A partir de fevereiro, as pessoas inscritas no novo plano de reembolso baseado em renda do governo Biden, conhecido como SAVE, que originalmente pediram US$ 12.000 ou menos emprestados para a faculdade e fizeram pelo menos 10 anos de pagamentos mensais qualificados, terão imediatamente qualquer dívida restante liquidada, disseram funcionários do Departamento de Educação. disse na sexta-feira.

O plano SAVE, que reduz os pagamentos de milhões de mutuários, abriu para inscrições em agosto passado. Mas alguns dos seus benefícios, como o caminho mais curto para o perdão, não foram definidos para entrar em vigor antes de julho de 2024. A maioria dos outros planos de reembolso baseados no rendimento, onde os pagamentos são reajustados todos os anos com base nos rendimentos e no tamanho do agregado familiar, perdoam qualquer saldo remanescente após um definir um número de anos, geralmente 20.

SAVE reduz esse prazo pela metade para pessoas que inicialmente pediram um empréstimo de US$ 12.000 ou menos e reduz o prazo de reembolso para aqueles que originalmente pediram um empréstimo de US$ 21.000 ou menos. Para cada US$ 1.000 acima de US$ 12.000, o mutuário pode receber perdão após um ano adicional de pagamentos.
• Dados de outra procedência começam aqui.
//! Record codec
//!
//! Encoding and decoding of the fixed-width record layout.

use bytes::{Buf, BufMut, Bytes, BytesMut};

use crate::config::TextPolicy;
use crate::error::{Result, TreasureError};

use super::{
    Treasure, CLUE_CAPACITY, CLUE_OFFSET, ID_OFFSET, LATITUDE_OFFSET, LONGITUDE_OFFSET,
    OWNER_CAPACITY, OWNER_OFFSET, RECORD_SIZE, VALUE_OFFSET,
};

// =============================================================================
// Encoding
// =============================================================================

/// The treasure exactly as `encode` will store it
///
/// Text is cut at an embedded NUL and at the field capacity, or rejected,
/// according to `policy`.
pub fn fit(treasure: &Treasure, policy: TextPolicy) -> Result<Treasure> {
    let owner = fit_text("owner", &treasure.owner, OWNER_CAPACITY, policy)?;
    let clue = fit_text("clue", &treasure.clue, CLUE_CAPACITY, policy)?;

    Ok(Treasure {
        owner: owner.to_string(),
        clue: clue.to_string(),
        ..treasure.clone()
    })
}

/// Encode a treasure into exactly `RECORD_SIZE` bytes
///
/// Text is fitted to its field first, see [`fit`].
pub fn encode(treasure: &Treasure, policy: TextPolicy) -> Result<Bytes> {
    let owner = fit_text("owner", &treasure.owner, OWNER_CAPACITY, policy)?;
    let clue = fit_text("clue", &treasure.clue, CLUE_CAPACITY, policy)?;

    let mut buf = BytesMut::with_capacity(RECORD_SIZE);

    buf.put_i32_le(treasure.id);
    put_text(&mut buf, owner.as_bytes(), OWNER_CAPACITY);
    pad_to(&mut buf, LATITUDE_OFFSET);
    buf.put_f64_le(treasure.latitude);
    buf.put_f64_le(treasure.longitude);
    put_text(&mut buf, clue.as_bytes(), CLUE_CAPACITY);
    buf.put_i32_le(treasure.value);
    pad_to(&mut buf, RECORD_SIZE);

    debug_assert_eq!(buf.len(), RECORD_SIZE);
    Ok(buf.freeze())
}

/// Apply the text policy, returning the text that will be stored
///
/// A NUL would end the field early on read, so it counts as the end of the
/// text (`Truncate`) or as invalid text (`Reject`).
fn fit_text<'a>(
    field: &'static str,
    text: &'a str,
    capacity: usize,
    policy: TextPolicy,
) -> Result<&'a str> {
    let text = match (text.find('\0'), policy) {
        (None, _) => text,
        (Some(offset), TextPolicy::Reject) => {
            return Err(TreasureError::EmbeddedNul { field, offset });
        }
        (Some(offset), TextPolicy::Truncate) => {
            tracing::debug!(field, offset, "Cutting text field at embedded NUL");
            &text[..offset]
        }
    };

    let max = capacity - 1;
    if text.len() <= max {
        return Ok(text);
    }

    match policy {
        TextPolicy::Reject => Err(TreasureError::FieldTooLong {
            field,
            len: text.len(),
            max,
        }),
        TextPolicy::Truncate => {
            let mut end = max;
            while !text.is_char_boundary(end) {
                end -= 1;
            }
            tracing::debug!(field, from = text.len(), to = end, "Truncating text field");
            Ok(&text[..end])
        }
    }
}

/// Write text followed by zero padding up to the field width
fn put_text(buf: &mut BytesMut, text: &[u8], capacity: usize) {
    buf.put_slice(text);
    buf.put_bytes(0, capacity - text.len());
}

fn pad_to(buf: &mut BytesMut, offset: usize) {
    buf.put_bytes(0, offset - buf.len());
}

// =============================================================================
// Decoding
// =============================================================================

/// Decode one record
///
/// Text stops at the first NUL; bytes after it are ignored. Invalid UTF-8 is
/// replaced rather than rejected.
pub fn decode(chunk: &[u8; RECORD_SIZE]) -> Treasure {
    Treasure {
        id: (&chunk[ID_OFFSET..]).get_i32_le(),
        owner: get_text(&chunk[OWNER_OFFSET..OWNER_OFFSET + OWNER_CAPACITY]),
        latitude: (&chunk[LATITUDE_OFFSET..]).get_f64_le(),
        longitude: (&chunk[LONGITUDE_OFFSET..]).get_f64_le(),
        clue: get_text(&chunk[CLUE_OFFSET..CLUE_OFFSET + CLUE_CAPACITY]),
        value: (&chunk[VALUE_OFFSET..]).get_i32_le(),
    }
}

fn get_text(field: &[u8]) -> String {
    let end = field.iter().position(|&b| b == 0).unwrap_or(field.len());
    String::from_utf8_lossy(&field[..end]).into_owned()
}

// =============================================================================
// Unit Tests
// =============================================================================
Por exemplo, se alguém originalmente pediu emprestado $ 13,00 em empréstimos, qualquer saldo restante seria perdoado após 11 anos de pagamentos.

O departamento disse que estava encorajando fortemente aqueles que originalmente pediram um empréstimo de US$ 12 mil ou menos a se inscreverem no programa SAVE o mais rápido possível.

“O anúncio de hoje ajudará os mutuários em dificuldades que têm feito pagamentos de empréstimos durante anos, incluindo muitos que nunca se formaram na faculdade”, disse James Kvaal, subsecretário do Departamento de Educação.

Não ficou imediatamente claro quantas pessoas seriam elegíveis, mas a administração disse que estava a contactar os mutuários federais cujos saldos e prazos de reembolso indicassem que poderiam beneficiar. Em fevereiro, o departamento começará a notificar os inscritos no SAVE cujos empréstimos estão sendo perdoados. Os mutuários não terão que solicitar o alívio.

A maioria dos estudantes mutuários federais tem empréstimos diretos, necessários para inscrição no programa SAVE; pessoas com outros empréstimos federais precisarão dar um passo a mais.

Abby Shafroth, diretora do projeto de assistência a mutuários de empréstimos estudantis do National Consumer Law Center, observou que os mutuários com um Empréstimo Perkins ou o que é conhecido como Empréstimo FFEL (a sigla significa Empréstimo Federal para Família e Educação) podem se inscrever no SAVE para receber o prazo de reembolso potencialmente reduzido, mas devem primeiro consolidar sua dívida em um empréstimo direto.

“E quando apresentarem o seu pedido de consolidação, podem candidatar-se ao SAVE ao mesmo tempo”, disse Shafroth.

Cerca de 6,9 ​​milhões de mutuários estão inscritos no plano SAVE, incluindo 2,9 milhões que são novos num plano de reembolso baseado no rendimento, bem como 700.000 que mudaram de outro plano, disse o Departamento de Educação. O restante já estava no plano que o SAVE substituiu (conhecido como REPAYE, ou programa Revised Pay as You Earn).

Entre os inscritos no SAVE, 3,9 milhões não têm pagamento mensal, disseram funcionários da administração, enquanto outros com contas mensais estão a pagar cerca de 117 dólares menos do que pagariam no REPAYE.

O reinício dos pagamentos de empréstimos federais a estudantes para mais de 28 milhões de mutuários após uma pausa pandémica de 42 meses não correu bem, especialmente para aqueles que tentam inscrever-se no programa SAVE. Muitos tiveram seus pagamentos calculados incorretamente e outros enfrentaram longos tempos de espera e outros problemas.

Os servidores tinham 1,25 milhão aplicação pendentes no final de outubro, mais de 450.000 dos quais permaneciam há pelo menos um mês. Altos funcionários da administração afirmaram que a maior parte do atraso foi resolvida e que os pedidos dos mutuários estavam a ser processados ​​de forma mais atempada.